I don't understand. Genuinely. She didn't have pink sparkly sandals or purple flip flops or white ballet pumps on her feet. She had trainers on.

Why was that a problem?

substitutemycokeforgin Mon 11-Feb-13 17:38:39

Yes, namchan, which I felt bad about and I know wasn't the ideal solution. I thought of leaving her in the car while we nipped to the playpark bit for a while, but she would have been out of sight so I didn't want to do that.

freddie yes, but (sorry if I'm drip-feeding) the white trainers are also her tennis shoes, which need to stay some modicum of respectable-looking! Can't afford a suite of shoes, one for every situation, so I don't think it's unreasonable to have trainers for dry and clean; wellies for wet and muddy ... grin

Auntmaud Mon 11-Feb-13 17:38:50

I would tolerate that behaviour at 3 or 4.
Not at 7. Completely unacceptable. By all going home you are teaching her that the family/world revolves around her.

What I would have done ( I have 4 children) is ask her to wear her wellies from the off. By allowing her to wear trainers in the car she felt she had one over on you which, clearly, she did.

substitutemycokeforgin Mon 11-Feb-13 17:39:32

Very very wet and muddy at the park too, freddie - I'm talking deep squelchy tyre-track up-to the ankle mud.

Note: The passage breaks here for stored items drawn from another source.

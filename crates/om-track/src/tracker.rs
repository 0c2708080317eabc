//! Turn-by-turn particle tracking.

use om_beamline::{Beamline, Topology};
use om_elements::ReferenceParticle;
use om_linalg::{PhaseVector, RMatrix};
use rand::rngs::StdRng;
use rand::{Rng, SeedableRng};
use rand_distr::StandardNormal;
use rayon::prelude::*;
use tracing::{debug, info, warn};

use crate::config::TrackConfig;
use crate::error::TrackError;
use crate::particle::{LossReason, ParticleState, TrackParam};

/// Relative kinetic-energy change per turn treated as a closed reference.
const REFERENCE_DRIFT_TOL: f64 = 1e-12;

/// Output of a tracking run.
#[derive(Clone, Debug)]
pub struct TrackResult {
    /// Final state of every particle, in input order
    pub particles: Vec<TrackParam>,
    /// Per particle: turn 0, every `record_every` turns, and the final state
    pub history: Vec<Vec<TrackParam>>,
    pub turns: usize,
}

impl TrackResult {
    pub fn alive_count(&self) -> usize {
        self.particles.iter().filter(|p| p.is_alive()).count()
    }

    pub fn lost(&self) -> impl Iterator<Item = (usize, &TrackParam)> {
        self.particles
            .iter()
            .enumerate()
            .filter(|(_, p)| !p.is_alive())
    }
}

/// Read-only lattice data shared by all particles.
struct Lattice<'a> {
    beamline: &'a Beamline,
    references: Vec<ReferenceParticle>,
    matrices: Option<Vec<RMatrix>>,
    scattering: Vec<f64>,
}

/// Track `initial` particles for `turns` turns.
///
/// Every turn starts from the beamline's injection reference, so a ring
/// whose reference energy changes over one turn can only be tracked for a
/// single pass.
///
/// Particles are advanced in parallel; each particle's turns are strictly
/// sequential and its scattering stream depends only on `config.seed` and
/// its index, so results do not depend on thread scheduling.
pub fn track(
    beamline: &Beamline,
    initial: &[PhaseVector],
    turns: usize,
    config: &TrackConfig,
) -> Result<TrackResult, TrackError> {
    if config.record_every == 0 {
        return Err(TrackError::invalid("record_every must be positive"));
    }
    if beamline.topology() == Topology::Line && turns > 1 {
        return Err(TrackError::invalid(format!(
            "a line can only be tracked for one pass, {turns} turns requested"
        )));
    }

    let references = beamline.references()?;
    if turns > 1 {
        let start = references[0].kinetic_mev();
        let end = references.last().map_or(start, |r| r.kinetic_mev());
        if (end - start).abs() > REFERENCE_DRIFT_TOL * start {
            return Err(TrackError::invalid(format!(
                "reference energy changes over one turn ({start} -> {end} MeV), \
                 multi-turn tracking needs a closed reference"
            )));
        }
    }
    let scattering = beamline
        .elements()
        .iter()
        .zip(&references)
        .map(|(e, r)| e.scattering_angle(r))
        .collect();
    let lattice = Lattice {
        beamline,
        matrices: if config.fast {
            Some(beamline.element_matrices()?)
        } else {
            None
        },
        references,
        scattering,
    };

    let histories = initial
        .par_iter()
        .enumerate()
        .map(|(index, coords)| track_particle(&lattice, index, *coords, turns, config))
        .collect::<Result<Vec<_>, _>>()?;

    let particles: Vec<TrackParam> = histories
        .iter()
        .filter_map(|h| h.last().copied())
        .collect();
    let result = TrackResult {
        particles,
        history: histories,
        turns,
    };

    let lost = result.particles.len() - result.alive_count();
    if lost > 0 {
        warn!(lost, total = result.particles.len(), "particles lost");
    }
    info!(
        particles = result.particles.len(),
        turns,
        alive = result.alive_count(),
        fast = config.fast,
        "tracking finished"
    );
    Ok(result)
}

fn particle_rng(seed: u64, index: usize) -> StdRng {
    StdRng::seed_from_u64(seed ^ (index as u64).wrapping_mul(0x9E37_79B9_7F4A_7C15))
}

fn track_particle(
    lattice: &Lattice<'_>,
    index: usize,
    coords: PhaseVector,
    turns: usize,
    config: &TrackConfig,
) -> Result<Vec<TrackParam>, TrackError> {
    let mut rng = particle_rng(config.seed, index);
    let mut particle = TrackParam::new(coords);
    let mut history = vec![particle];

    for turn in 0..turns {
        if config.is_cancelled() {
            return Err(TrackError::Cancelled { turn });
        }
        if !advance_turn(lattice, &mut particle, &mut rng, config) {
            debug!(particle = index, state = ?particle.state, "particle lost");
            break;
        }
        particle.turn = turn + 1;
        if particle.turn % config.record_every == 0 {
            history.push(particle);
        }
    }

    if history.last() != Some(&particle) {
        history.push(particle);
    }
    Ok(history)
}

/// One pass through the lattice. Returns false once the particle is lost.
fn advance_turn(
    lattice: &Lattice<'_>,
    particle: &mut TrackParam,
    rng: &mut StdRng,
    config: &TrackConfig,
) -> bool {
    let elements = lattice.beamline.elements();
    for (i, element) in elements.iter().enumerate() {
        if config.aperture_losses && element.length_m() > 0.0 && !element.within_aperture(&particle.coords)
        {
            particle.lose(i, LossReason::Aperture);
            return false;
        }

        let mut next = particle.coords;
        let transported = match &lattice.matrices {
            Some(matrices) => {
                next = matrices[i] * next;
                true
            }
            None => element.track(&mut next, &lattice.references[i]).is_ok(),
        };
        if !transported || next.iter().any(|v| !v.is_finite()) {
            particle.lose(i, LossReason::Unbounded);
            return false;
        }

        let theta = lattice.scattering[i];
        if theta > 0.0 {
            next[1] += theta * rng.sample::<f64, _>(StandardNormal);
            next[3] += theta * rng.sample::<f64, _>(StandardNormal);
        }
        particle.coords = next;

        if config.aperture_losses && !element.within_aperture(&particle.coords) {
            particle.lose(i, LossReason::Aperture);
            return false;
        }
    }
    debug_assert!(matches!(particle.state, ParticleState::Alive));
    true
}

#[cfg(test)]
mod tests {
    use super::*;

    #[test]
    fn scattering_stream_has_unit_variance() {
        let mut rng = particle_rng(42, 0);
        let n = 20_000;
        let samples: Vec<f64> = (0..n)
            .map(|_| rng.sample::<f64, _>(StandardNormal))
            .collect();
        let mean = samples.iter().sum::<f64>() / n as f64;
        let var = samples.iter().map(|v| (v - mean).powi(2)).sum::<f64>() / n as f64;
        assert!(mean.abs() < 0.05);
        assert!((var - 1.0).abs() < 0.05);
    }

    #[test]
    fn scattering_stream_is_reproducible() {
        let draw = |seed| -> Vec<f64> {
            let mut rng = particle_rng(seed, 3);
            (0..8).map(|_| rng.sample::<f64, _>(StandardNormal)).collect()
        };
        assert_eq!(draw(11), draw(11));
        assert_ne!(draw(11), draw(12));
    }

    #[test]
    fn particle_streams_differ() {
        let a: f64 = particle_rng(1, 0).r#gen();
        let b: f64 = particle_rng(1, 1).r#gen();
        assert_ne!(a, b);
    }
}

substitutemycokeforgin Mon 11-Feb-13 17:40:29

I didn't think there would be a problem with wearing her trainers in the car and switching at the park, Auntmaud. Didn't anticipate that.

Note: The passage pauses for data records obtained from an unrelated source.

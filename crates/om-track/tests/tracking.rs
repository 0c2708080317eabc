use om_beamline::{Beamline, Topology, load_beamline};
use om_core::CancelToken;
use om_core::units::{m, mev};
use om_elements::{ApertureShape, Element, ReferenceParticle};
use om_linalg::PhaseVector;
use om_track::{LossReason, ParticleState, TrackConfig, TrackError, track};
use proptest::prelude::*;

fn proton() -> ReferenceParticle {
    ReferenceParticle::proton(mev(200.0)).unwrap()
}

fn point(x: f64, xp: f64, y: f64, yp: f64) -> PhaseVector {
    PhaseVector::new(x, xp, y, yp, 0.0, 0.0)
}

/// Drift, thin kicker, collimator: the kick accumulates every turn so the
/// orbit walks outward until the collimator catches it.
fn kicker_ring(kick_rad: f64, half_width: f64) -> Beamline {
    let reference = proton();
    let hkick = -kick_rad * reference.rigidity_tm();
    load_beamline(
        vec![
            Element::drift("D", m(1.0)),
            Element::corrector("K", m(0.0), hkick, 0.0),
            Element::collimator(
                "COL",
                ApertureShape::Elliptic {
                    ax: half_width,
                    ay: half_width,
                },
            ),
        ],
        reference,
        Topology::Ring,
    )
    .unwrap()
}

fn fodo_ring(b2_t_per_m2: f64) -> Beamline {
    let elements = vec![
        Element::quadrupole("QF", m(0.2), 6.0),
        Element::sextupole("SX", m(0.1), b2_t_per_m2),
        Element::drift("D1", m(1.0)),
        Element::quadrupole("QD", m(0.2), -6.0),
        Element::drift("D2", m(1.0)),
    ];
    load_beamline(elements, proton(), Topology::Ring).unwrap()
}

#[test]
fn aperture_loss_records_element_and_turn() {
    let ring = kicker_ring(1e-3, 3.5e-3);
    let result = track(&ring, &[PhaseVector::zeros()], 10, &TrackConfig::default()).unwrap();
    let p = &result.particles[0];
    // x before the collimator: 0, 1, 3, 6 mm on turns 0..=3
    assert_eq!(
        p.state,
        ParticleState::Lost {
            element_index: 2,
            turn: 3,
            reason: LossReason::Aperture
        }
    );
    assert!((p.coords[0].abs() - 6e-3).abs() < 1e-12);
    assert!((p.coords[1].abs() - 4e-3).abs() < 1e-12);
    assert_eq!(p.turn, 3);

    // turns 0..=3 alive, then the loss
    let history = &result.history[0];
    assert_eq!(history.len(), 5);
    assert_eq!(history.last(), Some(p));
    assert_eq!(result.alive_count(), 0);
}

#[test]
fn disabled_aperture_losses_keep_particle() {
    let ring = kicker_ring(1e-3, 3.5e-3);
    let cfg = TrackConfig {
        aperture_losses: false,
        ..TrackConfig::default()
    };
    let result = track(&ring, &[PhaseVector::zeros()], 10, &cfg).unwrap();
    assert!(result.particles[0].is_alive());
    assert_eq!(result.particles[0].turn, 10);
}

#[test]
fn initial_offset_beyond_aperture_is_lost_on_first_turn() {
    let reference = proton();
    let line = load_beamline(
        vec![
            Element::drift("D0", m(0.5)),
            Element::quadrupole("Q", m(0.3), 2.0)
                .with_aperture(ApertureShape::Rectangular { ax: 0.01, ay: 0.01 }),
            Element::drift("D1", m(0.5)),
        ],
        reference,
        Topology::Line,
    )
    .unwrap();
    let start = point(0.02, 0.0, 0.0, 0.0);
    let result = track(&line, &[start], 1, &TrackConfig::default()).unwrap();
    let p = &result.particles[0];
    assert_eq!(
        p.state,
        ParticleState::Lost {
            element_index: 1,
            turn: 0,
            reason: LossReason::Aperture
        }
    );
    // lost at the quadrupole entrance, after the upstream drift
    assert_eq!(p.coords, start);
}

#[test]
fn fast_and_full_agree_on_linear_ring() {
    let ring = fodo_ring(0.0);
    let particles = [point(1e-4, 0.0, -2e-4, 1e-5), point(0.0, 3e-5, 1e-4, 0.0)];
    let full = track(&ring, &particles, 50, &TrackConfig::default()).unwrap();
    let fast = track(&ring, &particles, 50, &TrackConfig::fast()).unwrap();
    for (a, b) in full.particles.iter().zip(&fast.particles) {
        assert!((a.coords - b.coords).amax() < 1e-12);
    }
}

#[test]
fn fast_tracking_ignores_sextupole() {
    let ring = fodo_ring(800.0);
    let start = [point(5e-3, 0.0, 5e-3, 0.0)];
    let full = track(&ring, &start, 20, &TrackConfig::default()).unwrap();
    let fast = track(&ring, &start, 20, &TrackConfig::fast()).unwrap();
    let linear = track(&fodo_ring(0.0), &start, 20, &TrackConfig::fast()).unwrap();
    assert!((full.particles[0].coords - fast.particles[0].coords).amax() > 1e-9);
    assert!((fast.particles[0].coords - linear.particles[0].coords).amax() < 1e-9);
}

#[test]
fn runaway_momentum_is_unbounded_loss() {
    let ring = fodo_ring(0.0);
    let start = PhaseVector::new(0.0, 0.0, 0.0, 0.0, 0.0, -1.5);
    let result = track(&ring, &[start], 3, &TrackConfig::default()).unwrap();
    assert!(matches!(
        result.particles[0].state,
        ParticleState::Lost {
            element_index: 0,
            turn: 0,
            reason: LossReason::Unbounded
        }
    ));
}

fn scattering_ring() -> Beamline {
    load_beamline(
        vec![
            Element::quadrupole("QF", m(0.2), 6.0),
            Element::drift("D1", m(1.0)),
            Element::scatterer("FOIL", 1e-4, 0.089),
            Element::quadrupole("QD", m(0.2), -6.0),
            Element::drift("D2", m(1.0)),
        ],
        proton(),
        Topology::Ring,
    )
    .unwrap()
}

#[test]
fn scattering_is_reproducible_per_particle() {
    let ring = scattering_ring();
    let particles: Vec<PhaseVector> = (0..8).map(|k| point(1e-5 * k as f64, 0.0, 0.0, 0.0)).collect();
    let cfg = TrackConfig::default().with_seed(7);
    let a = track(&ring, &particles, 5, &cfg).unwrap();
    let b = track(&ring, &particles, 5, &cfg).unwrap();
    assert_eq!(a.particles, b.particles);

    // a particle's stream does not depend on how many others are tracked
    let subset = track(&ring, &particles[..3], 5, &cfg).unwrap();
    assert_eq!(&a.particles[..3], &subset.particles[..]);

    let other = track(&ring, &particles, 5, &TrackConfig::default().with_seed(8)).unwrap();
    assert_ne!(a.particles, other.particles);
}

#[test]
fn record_every_decimates_history() {
    let ring = fodo_ring(0.0);
    let cfg = TrackConfig {
        record_every: 4,
        ..TrackConfig::default()
    };
    let result = track(&ring, &[point(1e-4, 0.0, 0.0, 0.0)], 10, &cfg).unwrap();
    let turns: Vec<usize> = result.history[0].iter().map(|p| p.turn).collect();
    assert_eq!(turns, vec![0, 4, 8, 10]);
}

#[test]
fn line_allows_single_pass_only() {
    let line = load_beamline(vec![Element::drift("D", m(1.0))], proton(), Topology::Line).unwrap();
    let err = track(&line, &[PhaseVector::zeros()], 2, &TrackConfig::default()).unwrap_err();
    assert!(matches!(err, TrackError::InvalidConfiguration { .. }));
    let ok = track(&line, &[point(0.0, 1e-3, 0.0, 0.0)], 1, &TrackConfig::default()).unwrap();
    assert!((ok.particles[0].coords[0] - 1e-3).abs() < 1e-15);
}

#[test]
fn accelerating_ring_allows_single_pass_only() {
    let mut elements = vec![Element::cavity("RF", m(0.5), 1.0, 0.0, 200e6)];
    elements.extend([
        Element::quadrupole("QF", m(0.2), 6.0),
        Element::drift("D1", m(1.0)),
        Element::quadrupole("QD", m(0.2), -6.0),
        Element::drift("D2", m(1.0)),
    ]);
    let ring = load_beamline(elements, proton(), Topology::Ring).unwrap();
    let err = track(&ring, &[PhaseVector::zeros()], 2, &TrackConfig::default()).unwrap_err();
    assert!(matches!(err, TrackError::InvalidConfiguration { .. }));
    let one = track(&ring, &[PhaseVector::zeros()], 1, &TrackConfig::default()).unwrap();
    assert_eq!(one.alive_count(), 1);
}

#[test]
fn cancellation_aborts_tracking() {
    let ring = fodo_ring(0.0);
    let cancel = CancelToken::new();
    cancel.cancel();
    let cfg = TrackConfig::default().with_cancel(cancel);
    let err = track(&ring, &[PhaseVector::zeros()], 5, &cfg).unwrap_err();
    assert!(matches!(err, TrackError::Cancelled { turn: 0 }));
}

proptest! {
    #![proptest_config(ProptestConfig::with_cases(32))]

    #[test]
    fn linear_ring_fast_and_full_tracking_agree(
        x in -2e-3f64..2e-3,
        xp in -2e-4f64..2e-4,
        y in -2e-3f64..2e-3,
        yp in -2e-4f64..2e-4,
    ) {
        let ring = fodo_ring(0.0);
        let start = [point(x, xp, y, yp)];
        let full = track(&ring, &start, 20, &TrackConfig::default()).unwrap();
        let fast = track(&ring, &start, 20, &TrackConfig::fast()).unwrap();
        let a = full.particles[0].coords;
        let b = fast.particles[0].coords;
        prop_assert!((a - b).amax() < 1e-10);
        prop_assert!(full.particles[0].is_alive());
    }

    #[test]
    fn drift_line_shifts_by_angle(x in -1e-2f64..1e-2, xp in -1e-2f64..1e-2, len in 0.0f64..5.0) {
        let line = load_beamline(vec![Element::drift("D", m(len))], proton(), Topology::Line).unwrap();
        let out = track(&line, &[point(x, xp, 0.0, 0.0)], 1, &TrackConfig::default()).unwrap();
        let c = out.particles[0].coords;
        prop_assert!((c[0] - (x + len * xp)).abs() < 1e-12);
        prop_assert_eq!(c[1], xp);
    }
}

freddiemisagreatshag Mon 11-Feb-13 17:40:39

And that is exactly why I could never ever unconditionally parent.

MortifiedAdams Mon 11-Feb-13 17:41:01

Maybe start adding a few conditions into your parenting.

Takver Mon 11-Feb-13 17:42:13

This isn't an UP answer, more a practical one, but our outings with dd were transformed (really not an overstatement) when I realised that you can buy 2nd hand but perfectly acceptable walking boots very cheap on ebay. Wellies just aren't that comfy IMO unless you have expensive ones (or your feet happen to be the right shape, I guess).

I've always got a leather pair for less than £7 including postage, & dd is 10 now - if you are happy to buy fabric & have a can of the spray you can get them even cheaper.

glasscompletelybroken Mon 11-Feb-13 17:42:28

I'm with pansy - you're the adult and you make the rules. Kids won't always like them but hey - they don't have to! Life isn't all about having your own way or being given 10 good reasons why you can't have your own way. Sometimes we just have to put up with things not being as we want in life and the sooner we learn that the better.

If she was mine she would not have left the house without her wellies on. Problem solved. I wouldn't have shouted about it but would have taken myself off out of the way and said, "when you all have your wellies on we can get in the car and go". If that doesn't happen you don't go. It's hard on the other kids but it's a lesson learnt for everyone.

Peggotty Mon 11-Feb-13 17:44:50

It's supremely unfair that her siblings didn't get to go to the park.

BertieBotts Mon 11-Feb-13 17:49:01

I don't know.

There did used to be a UP support thread sort of thing on here, but every now and again it tails off, feel free to start a new one (or make this into one? grin) Also I find The Green Parent forums are good for UP advice, but they are very lentil-weavery there, so might not be everyone's cup of (organic, green wink) tea!

I think if the trainers have to be kept clean then I wouldn't have allowed them on the trip at all, although when I was a child we often wore normal shoes in the car and then changed into wellies when we got to where we were going, in part so that the muddy wellies wouldn't get mud all over the car on the way home!

It sounds anyway like it sorted itself out in the end and you and her managed to come to a solution, which is great. Every incident doesn't have to be dealt with perfectly with no conflict ever.